Vox Populi, Vox AI? Using Language Models to Estimate German Public Opinion

Read original: arXiv:2407.08563 - Published 7/12/2024 by Leah von der Heyde, Anna-Carolina Haensch, Alexander Wenz

💬

Overview

Researchers investigated whether large language models (LLMs) can accurately estimate public opinion, using the example of vote choice in Germany.
They generated a synthetic sample of personas matching characteristics of a German election survey and asked the LLM GPT-3.5 to predict each respondent's vote choice.
The LLM's predictions did not match the actual survey data, exhibiting a bias towards the Green and Left parties and missing the complex factors influencing individual voter choices.

Plain English Explanation

Researchers wanted to see if large language models (LLMs) could be used to estimate public opinion, using voting behavior in Germany as an example. LLMs are AI systems trained on vast amounts of text data, which allow them to generate human-like responses.

The researchers created fictional people with characteristics matching a real German election survey. They then asked the LLM called GPT-3.5 to predict how each of these people would vote. The researchers compared the LLM's predictions to the actual survey data.
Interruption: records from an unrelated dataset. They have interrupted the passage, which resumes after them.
use fundamental_analysis::FundamentalsConfig;
use std::str::FromStr;
use std::time::Duration;

/// Server settings, read once at startup.
#[derive(Debug, Clone)]
pub struct AppConfig {
    pub bind_addr: String,
    pub database_url: String,
    pub environment: String,
    pub public_base_url: String,
    pub redis_url: Option<String>,
    pub aaa_bond_yield: f64,
    pub symbol_cache_ttl: Duration,
    pub screener_page_size: usize,
    pub session_ttl: chrono::Duration,
    pub auth_max_failures: u32,
    pub auth_failure_window: Duration,
    pub auth_lockout: Duration,
    pub fundamentals: FundamentalsConfig,
}

fn env_or<T: FromStr>(key: &str, default: T) -> T {
    match std::env::var(key) {
        Ok(raw) => raw.trim().parse().unwrap_or_else(|_| {
            tracing::warn!("Ignoring unparsable {}={:?}", key, raw);
            default
        }),
        Err(_) => default,
    }
}

impl AppConfig {
    pub fn from_env() -> Self {
        let session_hours: i64 = env_or("SESSION_TTL_HOURS", 336);

        Self {
            bind_addr: std::env::var("BIND_ADDR").unwrap_or_else(|_| "0.0.0.0:3000".to_string()),
            database_url: std::env::var("DATABASE_URL")
                .unwrap_or_else(|_| "sqlite:finance.db".to_string()),
            environment: std::env::var("ENVIRONMENT")
                .unwrap_or_else(|_| "development".to_string()),
            public_base_url: std::env::var("PUBLIC_BASE_URL")
                .unwrap_or_else(|_| "http://localhost:3000".to_string())
                .trim_end_matches('/')
                .to_string(),
            redis_url: std::env::var("REDIS_URL").ok().filter(|s| !s.is_empty()),
            aaa_bond_yield: env_or("AAA_BOND_YIELD", 4.5),
            symbol_cache_ttl: Duration::from_secs(env_or("SYMBOL_CACHE_TTL_SECS", 3600)),
            screener_page_size: env_or("SCREENER_PAGE_SIZE", 15usize).max(1),
            session_ttl: chrono::Duration::hours(session_hours),
            auth_max_failures: env_or("AUTH_MAX_FAILURES", 5),
            auth_failure_window: Duration::from_secs(env_or("AUTH_FAILURE_WINDOW_SECS", 300)),
            auth_lockout: Duration::from_secs(env_or("AUTH_LOCKOUT_SECS", 900)),
            fundamentals: FundamentalsConfig::from_env(),
        }
    }

    /// Defaults without touching the environment; used by tests.
    pub fn for_fundamentals(fundamentals: FundamentalsConfig) -> Self {
        Self {
            bind_addr: "127.0.0.1:0".to_string(),
            database_url: "sqlite::memory:".to_string(),
            environment: "test".to_string(),
            public_base_url: "http://localhost:3000".to_string(),
            redis_url: None,
            aaa_bond_yield: 4.5,
            symbol_cache_ttl: Duration::from_secs(3600),
            screener_page_size: 15,
            session_ttl: chrono::Duration::hours(336),
            auth_max_failures: 5,
            auth_failure_window: Duration::from_secs(300),
            auth_lockout: Duration::from_secs(900),
            fundamentals,
        }
    }
}
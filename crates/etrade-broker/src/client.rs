use crate::models::OAuth1Token;
use crate::signing::{OAuth1Signer, TokenPair};
use anyhow::{anyhow, Result};
use async_trait::async_trait;
use broker_trait::{
    ensure_success, Authorization, CallbackParams, FlowKind, OAuthProvider, PendingAuthorization,
    Provider, ProviderError, TokenGrant,
};
use reqwest::{header::AUTHORIZATION, Client};
use std::time::Duration;

const SANDBOX_BASE: &str = "https://apisb.etrade.com";
const LIVE_BASE: &str = "https://api.etrade.com";
const AUTHORIZE_URL: &str = "https://us.etrade.com/e/t/etws/authorize";

#[derive(Debug, Clone)]
pub struct EtradeConfig {
    pub consumer_key: String,
    pub consumer_secret: String,
    pub sandbox: bool,
}

impl EtradeConfig {
    pub fn from_env() -> Result<Self> {
        let consumer_key = std::env::var("ETRADE_CONSUMER_KEY")
            .map_err(|_| anyhow!("ETRADE_CONSUMER_KEY not set"))?;
        let consumer_secret = std::env::var("ETRADE_CONSUMER_SECRET")
            .map_err(|_| anyhow!("ETRADE_CONSUMER_SECRET not set"))?;
        let sandbox = std::env::var("ETRADE_SANDBOX")
            .map(|v| v == "true" || v == "1")
            .unwrap_or(true);

        Ok(Self {
            consumer_key,
            consumer_secret,
            sandbox,
        })
    }

    pub fn api_base_url(&self) -> &'static str {
        if self.sandbox {
            SANDBOX_BASE
        } else {
            LIVE_BASE
        }
    }
}

/// E*TRADE client for the three-legged OAuth1 handshake.
pub struct EtradeClient {
    client: Client,
    signer: OAuth1Signer,
    base_url: String,
}

impl EtradeClient {
    pub fn new(config: EtradeConfig) -> Result<Self> {
        let client = Client::builder().timeout(Duration::from_secs(15)).build()?;

        Ok(Self {
            client,
            base_url: config.api_base_url().to_string(),
            signer: OAuth1Signer::new(config.consumer_key, config.consumer_secret),
        })
    }

    pub fn from_env() -> Result<Self> {
        let config = EtradeConfig::from_env()?;
        tracing::info!(sandbox = config.sandbox, "E*TRADE client configured");
        Self::new(config)
    }

    /// Where the user approves the request token.
    pub fn authorize_url(&self, request_token: &str) -> String {
        format!(
            "{}?key={}&token={}",
            AUTHORIZE_URL,
            urlencoding::encode(self.signer.consumer_key()),
            urlencoding::encode(request_token)
        )
    }

    /// Step 1: obtain a request token (out-of-band callback).
    pub async fn get_request_token(&self) -> Result<OAuth1Token, ProviderError> {
        let url = format!("{}/oauth/request_token", self.base_url);
        let header = self
            .signer
            .authorization_header("GET", &url, None, &[("oauth_callback", "oob")])?;

        let response = self
            .client
            .get(&url)
            .header(AUTHORIZATION, header)
            .send()
            .await?;

        let response = ensure_success(response).await?;
        OAuth1Token::from_form(&response.text().await?)
    }

    /// Step 3: trade the authorized request token and verifier for an access token.
    pub async fn get_access_token(
        &self,
        request_token: &str,
        request_token_secret: &str,
        verifier: &str,
    ) -> Result<OAuth1Token, ProviderError> {
        let url = format!("{}/oauth/access_token", self.base_url);
        let header = self.signer.authorization_header(
            "GET",
            &url,
            Some(TokenPair {
                token: request_token,
                secret: request_token_secret,
            }),
            &[("oauth_verifier", verifier)],
        )?;

        let response = self
            .client
            .get(&url)
            .header(AUTHORIZATION, header)
            .send()
            .await?;

        let response = ensure_success(response).await?;
        OAuth1Token::from_form(&response.text().await?)
    }
}

#[async_trait]
impl OAuthProvider for EtradeClient {
    fn provider(&self) -> Provider {
        Provider::Etrade
    }

    fn flow(&self) -> FlowKind {
        FlowKind::OAuth1ThreeLegged
    }

    async fn begin(&self, state: &str) -> Result<Authorization, ProviderError> {
        let request = self.get_request_token().await?;
        tracing::info!("Obtained E*TRADE request token");

        Ok(Authorization {
            redirect_url: Some(self.authorize_url(&request.token)),
            pending: PendingAuthorization {
                state: Some(state.to_string()),
                request_token: Some(request.token),
                request_token_secret: Some(request.secret),
            },
        })
    }

    async fn exchange(
        &self,
        params: &CallbackParams,
        pending: &PendingAuthorization,
    ) -> Result<TokenGrant, ProviderError> {
        let verifier = params
            .oauth_verifier
            .as_deref()
            .filter(|v| !v.is_empty())
            .ok_or(ProviderError::MissingParameter("oauth_verifier"))?;

        let (token, secret) = match (&pending.request_token, &pending.request_token_secret) {
            (Some(t), Some(s)) => (t.as_str(), s.as_str()),
            _ => return Err(ProviderError::MissingParameter("request_token")),
        };

        if let Some(returned) = params.oauth_token.as_deref() {
            if returned != token {
                return Err(ProviderError::StateMismatch);
            }
        }

        let access = self.get_access_token(token, secret, verifier).await?;
        Ok(access.into())
    }
}
pub mod client;
pub mod models;

pub use broker_trait::{BrokerClient, OAuthProvider};
pub use client::{SchwabClient, SchwabConfig};
pub use models::*;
Unfortunately, the LLM's predictions did not match the real-world survey results very well. The LLM seemed to have a bias towards the Green and Left political parties, and it failed to capture the nuanced factors that influence how individual voters make their choices.

This study adds to the growing research on the conditions under which LLMs can be used to study public opinion. The findings suggest that LLMs may not accurately represent the full range of opinions in a population, and there are limitations to using them for this purpose.

Technical Explanation

The researchers generated a synthetic sample of personas matching the individual characteristics of respondents from the 2017 German Longitudinal Election Study. They then asked the LLM GPT-3.5 to predict each respondent's vote choice and compared these predictions to the survey-based estimates at both the aggregate and subgroup levels.

The results showed that GPT-3.5 did not accurately predict citizens' vote choice, exhibiting a bias towards the Green and Left parties. While the LLM was able to capture the tendencies of typical voter subgroups, such as partisans, it failed to account for the multifaceted factors that influence individual voter choices.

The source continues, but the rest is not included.